**EXERCISE**
Look below for the line holding "use std::sync::Arc;" and the line holding "pub async fn validate(&self, domain: &str, owner: &str)". Repeat those two and everything between, exactly.
**********
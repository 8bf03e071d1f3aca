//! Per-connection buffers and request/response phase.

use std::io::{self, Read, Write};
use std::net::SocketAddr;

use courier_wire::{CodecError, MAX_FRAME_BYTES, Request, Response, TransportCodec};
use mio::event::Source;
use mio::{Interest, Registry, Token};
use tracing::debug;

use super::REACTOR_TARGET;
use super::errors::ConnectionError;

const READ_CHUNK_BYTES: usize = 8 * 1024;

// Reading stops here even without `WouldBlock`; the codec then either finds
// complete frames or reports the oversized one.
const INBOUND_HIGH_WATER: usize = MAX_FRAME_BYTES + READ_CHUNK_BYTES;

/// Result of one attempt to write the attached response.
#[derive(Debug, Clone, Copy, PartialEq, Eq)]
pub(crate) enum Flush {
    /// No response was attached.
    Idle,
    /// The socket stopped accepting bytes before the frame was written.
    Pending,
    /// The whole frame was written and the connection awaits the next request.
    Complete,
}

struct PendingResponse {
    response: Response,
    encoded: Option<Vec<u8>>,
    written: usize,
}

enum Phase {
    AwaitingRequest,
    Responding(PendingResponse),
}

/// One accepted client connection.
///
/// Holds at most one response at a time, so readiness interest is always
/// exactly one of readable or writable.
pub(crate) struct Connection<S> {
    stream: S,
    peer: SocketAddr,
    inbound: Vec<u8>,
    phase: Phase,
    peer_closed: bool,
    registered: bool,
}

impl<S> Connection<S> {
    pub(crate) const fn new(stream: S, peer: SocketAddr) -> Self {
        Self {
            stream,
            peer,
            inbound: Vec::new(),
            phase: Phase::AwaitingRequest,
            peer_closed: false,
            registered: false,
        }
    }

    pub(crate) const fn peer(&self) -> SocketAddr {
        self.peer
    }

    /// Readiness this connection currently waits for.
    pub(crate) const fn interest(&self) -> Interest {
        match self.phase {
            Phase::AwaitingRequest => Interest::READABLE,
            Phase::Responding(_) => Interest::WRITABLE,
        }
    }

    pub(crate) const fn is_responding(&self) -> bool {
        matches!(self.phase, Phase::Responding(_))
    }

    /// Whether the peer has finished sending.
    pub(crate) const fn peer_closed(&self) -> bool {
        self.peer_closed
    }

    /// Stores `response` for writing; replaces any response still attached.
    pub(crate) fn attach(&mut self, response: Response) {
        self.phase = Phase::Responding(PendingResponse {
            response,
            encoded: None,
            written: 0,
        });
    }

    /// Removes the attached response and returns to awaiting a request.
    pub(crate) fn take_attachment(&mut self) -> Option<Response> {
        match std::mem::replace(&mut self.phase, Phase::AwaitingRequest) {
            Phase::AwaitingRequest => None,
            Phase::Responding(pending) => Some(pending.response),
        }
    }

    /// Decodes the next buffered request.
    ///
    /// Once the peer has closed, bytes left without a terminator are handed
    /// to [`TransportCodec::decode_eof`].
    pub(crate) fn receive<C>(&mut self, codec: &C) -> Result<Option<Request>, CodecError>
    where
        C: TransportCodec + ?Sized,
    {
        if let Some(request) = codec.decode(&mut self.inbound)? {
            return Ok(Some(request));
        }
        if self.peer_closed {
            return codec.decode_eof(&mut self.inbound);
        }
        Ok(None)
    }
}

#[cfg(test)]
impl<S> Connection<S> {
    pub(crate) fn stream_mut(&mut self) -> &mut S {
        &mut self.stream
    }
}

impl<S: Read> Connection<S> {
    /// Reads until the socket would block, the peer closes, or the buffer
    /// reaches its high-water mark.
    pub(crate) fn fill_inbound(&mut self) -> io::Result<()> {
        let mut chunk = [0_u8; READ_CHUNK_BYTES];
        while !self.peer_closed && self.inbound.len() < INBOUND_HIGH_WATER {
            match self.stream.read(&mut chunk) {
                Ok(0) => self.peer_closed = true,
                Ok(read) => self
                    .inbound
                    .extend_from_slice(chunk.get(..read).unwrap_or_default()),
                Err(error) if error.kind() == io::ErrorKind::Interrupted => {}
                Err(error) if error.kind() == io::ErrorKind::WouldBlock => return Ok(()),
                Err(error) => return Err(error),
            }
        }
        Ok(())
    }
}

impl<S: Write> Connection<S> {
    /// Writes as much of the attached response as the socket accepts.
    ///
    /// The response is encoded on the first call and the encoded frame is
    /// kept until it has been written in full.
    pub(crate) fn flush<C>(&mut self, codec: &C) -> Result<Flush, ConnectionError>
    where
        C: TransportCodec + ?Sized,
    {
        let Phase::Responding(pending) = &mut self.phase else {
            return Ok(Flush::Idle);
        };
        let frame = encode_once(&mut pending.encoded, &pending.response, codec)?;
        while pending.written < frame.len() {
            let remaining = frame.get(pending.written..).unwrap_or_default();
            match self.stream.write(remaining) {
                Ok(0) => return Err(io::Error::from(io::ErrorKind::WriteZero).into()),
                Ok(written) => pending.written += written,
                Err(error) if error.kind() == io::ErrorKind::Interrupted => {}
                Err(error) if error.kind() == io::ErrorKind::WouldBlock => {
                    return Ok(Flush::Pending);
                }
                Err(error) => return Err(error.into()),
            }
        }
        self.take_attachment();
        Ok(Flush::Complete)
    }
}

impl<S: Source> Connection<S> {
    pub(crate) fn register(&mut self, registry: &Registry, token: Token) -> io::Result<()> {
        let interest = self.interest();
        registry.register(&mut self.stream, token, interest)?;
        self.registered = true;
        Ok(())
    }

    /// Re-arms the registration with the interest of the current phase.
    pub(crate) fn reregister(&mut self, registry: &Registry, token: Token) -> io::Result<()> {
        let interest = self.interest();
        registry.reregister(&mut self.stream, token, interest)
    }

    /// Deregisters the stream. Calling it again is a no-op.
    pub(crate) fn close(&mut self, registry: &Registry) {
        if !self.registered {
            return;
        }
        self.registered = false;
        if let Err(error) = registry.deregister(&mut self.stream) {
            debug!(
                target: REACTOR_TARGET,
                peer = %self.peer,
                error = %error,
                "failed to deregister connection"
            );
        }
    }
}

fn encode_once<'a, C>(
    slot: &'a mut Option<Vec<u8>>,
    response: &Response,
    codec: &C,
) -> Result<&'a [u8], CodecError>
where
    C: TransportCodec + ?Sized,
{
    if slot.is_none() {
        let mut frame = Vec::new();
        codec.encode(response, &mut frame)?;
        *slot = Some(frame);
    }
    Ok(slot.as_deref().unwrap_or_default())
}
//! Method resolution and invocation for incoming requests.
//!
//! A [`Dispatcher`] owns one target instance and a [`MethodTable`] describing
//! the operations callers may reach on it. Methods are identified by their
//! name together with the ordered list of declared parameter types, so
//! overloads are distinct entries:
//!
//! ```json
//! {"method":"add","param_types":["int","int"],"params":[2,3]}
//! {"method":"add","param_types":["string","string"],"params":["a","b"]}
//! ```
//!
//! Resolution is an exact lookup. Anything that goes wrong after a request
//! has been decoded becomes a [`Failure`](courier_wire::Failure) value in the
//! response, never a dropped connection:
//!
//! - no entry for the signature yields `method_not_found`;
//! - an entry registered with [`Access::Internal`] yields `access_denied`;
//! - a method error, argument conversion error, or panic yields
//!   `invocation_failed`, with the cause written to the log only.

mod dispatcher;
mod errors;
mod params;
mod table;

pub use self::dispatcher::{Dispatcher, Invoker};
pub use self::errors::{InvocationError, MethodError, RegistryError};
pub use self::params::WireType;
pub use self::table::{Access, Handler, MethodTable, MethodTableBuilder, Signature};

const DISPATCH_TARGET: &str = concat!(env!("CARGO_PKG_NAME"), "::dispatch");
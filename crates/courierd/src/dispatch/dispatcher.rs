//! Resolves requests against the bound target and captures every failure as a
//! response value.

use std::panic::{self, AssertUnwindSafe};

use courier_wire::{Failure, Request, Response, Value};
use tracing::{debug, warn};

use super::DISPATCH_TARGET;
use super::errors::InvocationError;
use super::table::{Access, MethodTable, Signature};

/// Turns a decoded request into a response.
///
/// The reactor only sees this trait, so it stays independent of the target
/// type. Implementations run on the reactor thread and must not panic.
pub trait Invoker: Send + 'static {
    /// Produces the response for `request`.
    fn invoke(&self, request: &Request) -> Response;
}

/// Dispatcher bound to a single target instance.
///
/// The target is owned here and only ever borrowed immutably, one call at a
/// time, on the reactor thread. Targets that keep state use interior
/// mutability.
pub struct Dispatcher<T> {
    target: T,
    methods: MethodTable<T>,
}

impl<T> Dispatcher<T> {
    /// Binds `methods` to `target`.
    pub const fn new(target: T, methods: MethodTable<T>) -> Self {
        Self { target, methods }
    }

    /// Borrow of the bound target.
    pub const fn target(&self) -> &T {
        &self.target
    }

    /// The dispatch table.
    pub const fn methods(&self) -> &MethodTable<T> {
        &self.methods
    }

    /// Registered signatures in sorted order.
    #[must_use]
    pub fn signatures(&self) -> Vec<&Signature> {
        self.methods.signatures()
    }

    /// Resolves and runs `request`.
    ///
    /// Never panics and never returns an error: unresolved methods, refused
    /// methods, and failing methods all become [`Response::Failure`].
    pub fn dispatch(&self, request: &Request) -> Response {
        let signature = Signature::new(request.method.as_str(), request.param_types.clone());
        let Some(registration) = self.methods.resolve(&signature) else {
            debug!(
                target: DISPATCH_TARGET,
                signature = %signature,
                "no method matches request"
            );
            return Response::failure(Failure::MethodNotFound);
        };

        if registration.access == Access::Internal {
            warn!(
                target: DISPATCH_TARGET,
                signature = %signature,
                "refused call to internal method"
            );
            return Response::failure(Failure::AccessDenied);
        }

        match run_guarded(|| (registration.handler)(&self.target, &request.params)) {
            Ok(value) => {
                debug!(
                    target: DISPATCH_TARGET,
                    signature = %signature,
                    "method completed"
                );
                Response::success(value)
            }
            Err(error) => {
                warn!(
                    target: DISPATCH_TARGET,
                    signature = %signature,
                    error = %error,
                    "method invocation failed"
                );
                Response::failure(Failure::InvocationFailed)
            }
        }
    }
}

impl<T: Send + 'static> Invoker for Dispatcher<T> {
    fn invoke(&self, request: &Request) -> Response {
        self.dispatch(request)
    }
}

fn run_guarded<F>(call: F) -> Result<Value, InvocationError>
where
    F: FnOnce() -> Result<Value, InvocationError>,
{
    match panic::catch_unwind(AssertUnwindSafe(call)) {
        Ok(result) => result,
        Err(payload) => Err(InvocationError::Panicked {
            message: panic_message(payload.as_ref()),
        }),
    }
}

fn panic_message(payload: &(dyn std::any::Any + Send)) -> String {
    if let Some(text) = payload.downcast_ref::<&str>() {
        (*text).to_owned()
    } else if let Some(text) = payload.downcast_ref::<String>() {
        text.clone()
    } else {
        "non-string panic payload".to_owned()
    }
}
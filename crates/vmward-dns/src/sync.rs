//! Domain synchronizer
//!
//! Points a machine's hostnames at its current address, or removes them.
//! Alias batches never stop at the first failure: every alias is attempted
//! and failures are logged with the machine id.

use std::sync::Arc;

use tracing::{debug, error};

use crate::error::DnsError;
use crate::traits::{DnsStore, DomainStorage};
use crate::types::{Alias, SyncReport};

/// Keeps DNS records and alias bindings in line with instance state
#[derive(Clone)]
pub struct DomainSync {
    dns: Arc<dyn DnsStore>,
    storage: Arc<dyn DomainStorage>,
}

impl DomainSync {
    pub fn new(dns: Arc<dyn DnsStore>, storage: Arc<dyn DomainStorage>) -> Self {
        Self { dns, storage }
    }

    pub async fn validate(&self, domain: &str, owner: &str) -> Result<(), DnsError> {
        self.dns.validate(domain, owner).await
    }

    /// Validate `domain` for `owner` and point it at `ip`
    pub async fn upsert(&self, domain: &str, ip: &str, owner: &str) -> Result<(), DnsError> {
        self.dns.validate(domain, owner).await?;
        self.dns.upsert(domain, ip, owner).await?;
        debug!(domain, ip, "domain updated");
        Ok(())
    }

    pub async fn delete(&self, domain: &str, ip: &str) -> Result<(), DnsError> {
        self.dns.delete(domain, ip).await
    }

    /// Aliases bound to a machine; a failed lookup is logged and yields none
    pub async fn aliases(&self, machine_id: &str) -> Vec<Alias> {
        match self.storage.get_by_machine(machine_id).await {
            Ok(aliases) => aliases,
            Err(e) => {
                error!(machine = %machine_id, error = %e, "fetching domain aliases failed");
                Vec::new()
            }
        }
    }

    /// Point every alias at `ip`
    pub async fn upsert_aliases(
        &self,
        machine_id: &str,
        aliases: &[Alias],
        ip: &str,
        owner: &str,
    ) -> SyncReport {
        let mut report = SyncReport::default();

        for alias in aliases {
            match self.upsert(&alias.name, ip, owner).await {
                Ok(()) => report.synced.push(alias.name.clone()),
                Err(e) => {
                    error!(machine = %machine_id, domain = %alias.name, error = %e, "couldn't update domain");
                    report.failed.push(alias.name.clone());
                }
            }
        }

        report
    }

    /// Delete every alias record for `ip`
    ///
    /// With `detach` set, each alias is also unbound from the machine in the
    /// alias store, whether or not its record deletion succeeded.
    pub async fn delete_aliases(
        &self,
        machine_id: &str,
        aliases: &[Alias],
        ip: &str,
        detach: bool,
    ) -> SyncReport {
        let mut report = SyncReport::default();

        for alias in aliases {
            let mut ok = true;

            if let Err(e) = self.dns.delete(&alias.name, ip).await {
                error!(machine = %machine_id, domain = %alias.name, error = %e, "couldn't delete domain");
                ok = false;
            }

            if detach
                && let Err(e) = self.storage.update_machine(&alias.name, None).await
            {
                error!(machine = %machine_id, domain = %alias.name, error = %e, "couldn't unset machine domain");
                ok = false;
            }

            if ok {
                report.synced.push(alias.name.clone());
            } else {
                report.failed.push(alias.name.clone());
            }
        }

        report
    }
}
**********
**TASK ANSWER**
use std::sync::Arc;

use tracing::{debug, error};

use crate::error::DnsError;
use crate::traits::{DnsStore, DomainStorage};
use crate::types::{Alias, SyncReport};

/// Keeps DNS records and alias bindings in line with instance state
#[derive(Clone)]
pub struct DomainSync {
    dns: Arc<dyn DnsStore>,
    storage: Arc<dyn DomainStorage>,
}

impl DomainSync {
    pub fn new(dns: Arc<dyn DnsStore>, storage: Arc<dyn DomainStorage>) -> Self {
        Self { dns, storage }
    }

    pub async fn validate(&self, domain: &str, owner: &str) -> Result<(), DnsError> {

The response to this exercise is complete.